My thoughts
I can say that this is one of the best books I have ever read and I will definitely be looking for more from this author.
The history that I learned was priceless. Things that I had no idea happened. Things that I have read about in other books. So much history in one wonderfully written and very touching book. This woman, Frances Perkins, was a wonderful woman. A woman who should be celebrated. We can all learn a lot from the things she did in her time on this earth. She was a marvel to read and learn about.
This story starts out in New York City February 1933 with Frances Perkins being asked by Franklin Roosevelt to be the first woman to be part of a President's Cabinet. To be his Secretary of Labor. She had expected this and had a list of reasons to say no and a list of things she wanted him to promise help with if she did somehow take the job. She was relentless and he admired her so much that he promised all.
Then the story goes back to New York City Summer 1909. From here you get to know Frances very well. The things she saw in her life and the reasons she fought so valiantly for things to change. Among them child labor laws and social security. To make this country better. To make lives better. People were starving. Some, most, had lost everything and she wanted to end hunger, homelessness, and child labor. Make better lives possible again.
You get to know so much about this wonderful woman. Her life. Her love. Her history. How much she loved and adored her husband. How much she went through to have the beautiful daughter that she finally had. How much she loved her country and sacrificed most of her life for. Fought for so gallantly. The things she believed in.
The story touches on the Shirtwaist fire where so many young girls died. Dropped to their deaths to keep from being burnt alive. The dust bowl. And her fight for the family by introducing and fighting for the social security insurance. Not a handout but to be paid by the employees so that when they did get old they were not left to die homeless and hungry. You get to see her biggest fight was for her family. At least that is how I saw it. She wanted her husband to be ok and her daughter to have a good life.
This book touches on miscarries, mental illness, hunger, and death. It will rip your heart out in places but mend it in others. So well written and researched.

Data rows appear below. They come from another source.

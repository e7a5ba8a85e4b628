//! Uploaded images and their thumbnails on disk.
//!
//! Every upload gets its own random directory, so `images/<key>/<name>` and
//! `thumbs/<key>/thumb_<name>` never collide between posts.

use base64::{Engine, prelude::BASE64_URL_SAFE_NO_PAD};
use boardwalk_common::{
    model::{image::CreateImage, post::Post},
    thumbnail::{ImageUpload, Thumbnail},
};
use std::{
    io,
    path::{Path, PathBuf},
};
use tracing::{debug, warn};

const MAX_FILE_NAME_LEN: usize = 100;
const FALLBACK_FILE_NAME: &str = "upload";

#[derive(Clone, Eq, PartialEq, Debug, Hash)]
pub struct MediaStore {
    root: PathBuf,
    url_prefix: String,
}

impl MediaStore {
    #[must_use]
    pub fn new(root: PathBuf, url_prefix: String) -> Self {
        let url_prefix = format!("/{}", url_prefix.trim_matches('/'));
        Self { root, url_prefix }
    }

    #[must_use]
    pub fn root(&self) -> &Path {
        &self.root
    }

    #[must_use]
    pub fn url_prefix(&self) -> &str {
        &self.url_prefix
    }

    #[must_use]
    pub fn url(&self, relative_path: &str) -> String {
        format!("{}/{relative_path}", self.url_prefix)
    }

    /// Rewrites the stored relative paths of a post's images into URLs.
    pub fn resolve(&self, post: &mut Post) {
        for file in &mut post.files {
            file.image = self.url(&file.image);
            file.thumb = self.url(&file.thumb);
        }
    }

    pub fn resolve_all<'a>(&self, posts: impl IntoIterator<Item = &'a mut Post>) {
        for post in posts {
            self.resolve(post);
        }
    }

    /// Writes an upload and its thumbnail, returning their relative paths.
    pub async fn save(&self, upload: &ImageUpload, thumbnail: &Thumbnail) -> io::Result<CreateImage> {
        let key = BASE64_URL_SAFE_NO_PAD.encode(rand::random::<[u8; 12]>());
        let image = format!("images/{key}/{}", upload.name);
        let thumb = format!("thumbs/{key}/{}", thumbnail.name);

        self.write(&image, &upload.bytes).await?;
        if let Err(err) = self.write(&thumb, &thumbnail.bytes).await {
            self.remove_file(&image).await;
            return Err(err);
        }

        debug!(%image, %thumb, "Stored upload");
        Ok(CreateImage { image, thumb })
    }

    /// Best-effort cleanup of files whose rows never got written.
    pub async fn remove(&self, images: &[CreateImage]) {
        for image in images {
            self.remove_file(&image.image).await;
            self.remove_file(&image.thumb).await;
        }
    }

    async fn write(&self, relative_path: &str, bytes: &[u8]) -> io::Result<()> {
        let path = self.root.join(relative_path);
        if let Some(parent) = path.parent() {
            tokio::fs::create_dir_all(parent).await?;
        }
        tokio::fs::write(path, bytes).await
    }

    async fn remove_file(&self, relative_path: &str) {
        if let Err(err) = tokio::fs::remove_file(self.root.join(relative_path)).await {
            warn!(path = relative_path, error = %err, "Could not remove media file");
        }
    }
}

/// Reduces a client-supplied file name to a safe single path component.
#[must_use]
pub fn sanitize_file_name(name: Option<&str>) -> String {
    let base = name
        .unwrap_or_default()
        .rsplit(['/', '\\'])
        .next()
        .unwrap_or_default();

    let sanitized: String = base
        .chars()
        .map(|c| {
            if c.is_ascii_alphanumeric() || matches!(c, '.' | '_' | '-') {
                c
            } else {
                '_'
            }
        })
        .take(MAX_FILE_NAME_LEN)
        .collect();
    let sanitized = sanitized.trim_start_matches('.');

    if sanitized.is_empty() {
        FALLBACK_FILE_NAME.to_owned()
    } else {
        sanitized.to_owned()
    }
}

This author did a magnificent job of writing the story of Frances Perkins.
Read the "Author's Notes" at the end. That part is so important. Shows exactly how much heart and soul was put into this book.
Thank you #StephanieDray #Berkley #NetGalley for this ARC. This is my own true thoughts about this book.
Five big stars and I can't begin to recommend it enough. It's so good.
About
She took on titans, battled generals, and changed the world as we know it…
New York Times bestselling author Stephanie Dray returns with a captivating and dramatic new novel about an American heroine Frances Perkins.
Raised on tales of her revolutionary ancestors, Frances Perkins arrives in New York City at the turn of the century, armed with her trusty parasol and an unyielding determination to make a difference.
When she’s not working with children in the crowded tenements in Hell’s Kitchen, Frances throws herself into the social scene in Greenwich Village, befriending an eclectic group of politicians, artists, and activists, including the millionaire socialite Mary Harriman Rumsey, the flirtatious budding author Sinclair Lewis, and the brilliant but troubled reformer Paul Wilson, with whom she falls deeply in love.
But when Frances meets a young lawyer named Franklin Delano Roosevelt at a tea dance, sparks fly in all the wrong directions. She thinks he’s a rich, arrogant dilettante who gets by on a handsome face and a famous name. He thinks she’s a priggish bluestocking and insufferable do-gooder. Neither knows it yet, but over the next twenty years, they will form a historic partnership that will carry them both to the White House.
Frances is destined to rise in a political world dominated by men, facing down the Great Depression as FDR’s most trusted lieutenant—even as she struggles to balance the demands of a public career with marriage and motherhood. And when vicious political attacks mount and personal tragedies threaten to derail her ambitions, she must decide what she’s willing to do—and what she’s willing to sacrifice—to save a nation.